I particularly dislike the way it demonises the younger, under-25, generation, but as this seems to be a national pastime maybe the paper is only reflecting its readers’ attitudes.

Here is an example.

A couple of weeks ago it published a series of photos supporting a shock-horror spread about binge drinking amongst young women, showing them vomiting, striking crude poses, or lying dead-drunk in the street. It went on to say that such scenes are witnessed all over the UK every week-end (they have ways of knowing what happens all over Britain every week-end). Well, not on my manor, squire.

And this was just a reprise of a similar spread 2 years ago of pictures that were mostly taken 5 years ago.

So let’s see if we can get a bit of balance in this.

Sure there is misbehaviour amongst the young, ranging from booze to crime. It was ever thus. There was not much recorded juveniles crime 50 years ago for the simple reasons that there were very few 18 – 20 year olds on the streets, being mostly in the services (which the unthinking suggest should be brought back), and because the police preferred to give miscreants a good thraping rather than go to all the bother of prosecutions.

And the reason you didn’t see drunks lying in the street was because in those days the Old Bill enforced the law on ’drunk and incapable’ which they clearly fail to do now, like much else. Another reason is that there was not the affluence of modern times, but when we had the money we tied a few on. Of course, we only drank beer. This was in the days before the drinks-makers deliberately set out to foster under-age drinking through the introduction of alcopops and other vileness.

And exactly how ‘widespread’ is this behaviour. Now here’s a funny thing. It’s always someone else’s kids who are causing mayhem.

So what has the older generation gifted to the younger?

Well, for starters an education system that has been mucked about for 40 years and has as a consequence become increasingly dysfunctional to the extent that vast numbers of school-leavers are functionally illiterate, who have standards of literacy of 9-year olds, who are becoming incoherent as their spoken vocabulary is alarmingly small, and who are effectively unemployable in an economy that no longer demands sheer muscle-power. We have ‘universities’ that are a laughing stock, that run useless course such as the history of lace-making in the Shetlands and ‘football studies’. We have an acute shortage of graduates in ‘hard’ studies such as physics and maths, so that although job opportunities are there in abundance there is a massive mismatch between what business and industry need and what the educational system is prepared to supply.

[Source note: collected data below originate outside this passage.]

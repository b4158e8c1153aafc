//! Judge client: one rule, one context, one verdict.
//!
//! The client never fails. Timeouts, backend errors and unparseable answers
//! all become a non-triggering [`Verdict`] that carries the error.

use std::sync::Arc;
use std::time::Duration;

use turnguard_core::{parse_judgment, EvaluationContext, JudgeError, Rule, RuleId, Verdict};

use crate::judge::JudgeBackend;
use crate::prompts::build_judge_prompt;

/// Fail-open wrapper around a [`JudgeBackend`].
#[derive(Clone)]
pub struct JudgeClient {
    backend: Arc<dyn JudgeBackend>,
    default_timeout: Duration,
}

impl JudgeClient {
    pub fn new(backend: Arc<dyn JudgeBackend>, default_timeout: Duration) -> Self {
        Self {
            backend,
            default_timeout,
        }
    }

    pub fn backend_name(&self) -> &str {
        self.backend.name()
    }

    /// The rule's own timeout, or the default.
    pub fn timeout_for(&self, rule: &Rule) -> Duration {
        rule.timeout.unwrap_or(self.default_timeout)
    }

    /// Judge `rule` against `context` within `timeout`.
    pub async fn evaluate(
        &self,
        id: RuleId,
        rule: &Rule,
        context: &EvaluationContext,
        timeout: Duration,
    ) -> Verdict {
        let prompt = build_judge_prompt(rule, context);

        let answer = match tokio::time::timeout(timeout, self.backend.ask(&prompt, timeout)).await {
            Ok(result) => result,
            Err(_) => Err(JudgeError::Timeout(timeout)),
        };

        let verdict = match answer.and_then(|raw| parse_judgment(&raw)) {
            Ok(judgment) => Verdict::answered(id, judgment),
            Err(e) => {
                tracing::warn!(
                    rule = %id,
                    backend = self.backend.name(),
                    kind = e.kind(),
                    error = %e,
                    "Judge call failed, treating rule as not triggered"
                );
                return Verdict::failed(id, e);
            }
        };

        tracing::info!(
            rule = %id,
            criteria = %rule.label(),
            triggered = verdict.triggered,
            "Verdict"
        );
        verdict
    }
}
//! # turnguard-runtime
//!
//! Asynchronous half of the turnguard behavior-rule engine.
//!
//! This crate owns everything that talks to a judge:
//! - [`judge`]: backends that answer one rendered prompt (OpenCode,
//!   Anthropic behind the `anthropic` feature, a scripted in-process judge)
//! - [`client`]: one rule against one context, failing open
//! - [`evaluator`]: all applicable rules concurrently, under one deadline
//! - [`engine`]: the full invocation, from messages to a [`Decision`]
//! - [`config`]: layered configuration (defaults, YAML, environment)
//! - [`server`]: reference-counted lifecycle of a shared OpenCode server
//!
//! The deterministic pieces (transcripts, rules, aggregation, output) live in
//! `turnguard-core`.
//!
//! ## Example
//!
//! ```rust,ignore
//! use std::sync::Arc;
//! use turnguard_runtime::{build_backend, EngineBuilder, EngineConfig, Invocation};
//!
//! let config = EngineConfig::load();
//! let engine = EngineBuilder::from_config(&config)
//!     .rules(config.rule_source(None).load()?)
//!     .backend(build_backend(&config)?)
//!     .build()?;
//!
//! let decision = engine.run(Invocation::new(session_id, messages)).await;
//! ```
//!
//! [`Decision`]: turnguard_core::Decision

pub mod client;
pub mod config;
pub mod engine;
pub mod evaluator;
pub mod judge;
pub mod prompts;

#[cfg(unix)]
pub mod server;

pub use client::JudgeClient;
pub use config::{BackendKind, ConfigError, EngineConfig, RuleSource, BUNDLED_RULES};
pub use engine::{Engine, EngineBuilder, EngineError, Invocation};
pub use evaluator::{ConcurrentEvaluator, EvaluationOutcome, EvaluationTask, DEADLINE_GRACE};
pub use judge::{build_backend, JudgeBackend, Reply, ScriptedBackend};
pub use prompts::build_judge_prompt;

#[cfg(unix)]
pub use server::{ServerError, ServerLifecycle, ServerRefs};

At the same time we turn schools into examination mills that put enormous stress on youngsters. In my time we sat for 5 ‘O’ levels at 16, 3 ‘A’ levels at 18 plus 1 ‘S’ level for those seeking a County Scholarship to university. Now the poor little devils sit for maybe 10 or 12 ‘O’ levels.

Through our greed, fecklessness and improvidence we have bequeathed huge burdens of debt to our children and grandchildren together with declining living standards, smaller pensions and later retirement.

We have brought up our kids without any concept of discipline so that we now have the 1984’ish position whereby attempts at disciplining a child may result in a visit from the police or social workers. ‘Do what thou wilt is the whole of the law’.

In Jamaica a couple of years back I was chatting to some British army NCOs who were there for jungle training. They told me about recruitment problems and why so many ‘colonials’ get into the army. Partly it was because the standard of education of recruits was too low but also it was lack of even the most basic idea of discipline to the extent that they were totally mystified as to why they were required to get out of bed before 11 a.m. This was not defiance; it was incomprehension.

And what sort of role models have we given them? Spud-faced footballers who get £1 million a week for kicking a ball once a week for 90 minutes, who have the sexual mores of the farm yard; coke-snorting anorexics also paid large sums to wear awful clothes; untalented sluts who are famous for being famous; ‘pop’ singers who flaunt their sexual preferences but without any noticeable talent; and crooked leaders.

Parents obese to the point of obscenity feed them on junk and take-aways, never cook a meal for them and never sit down to eat with them. We encourage them in obesity, ban competitive sports, and hedge them around with ludicrous health and safety rules so that they grow up unfit, fat and risk averse.

And we have the chutzpah to criticise?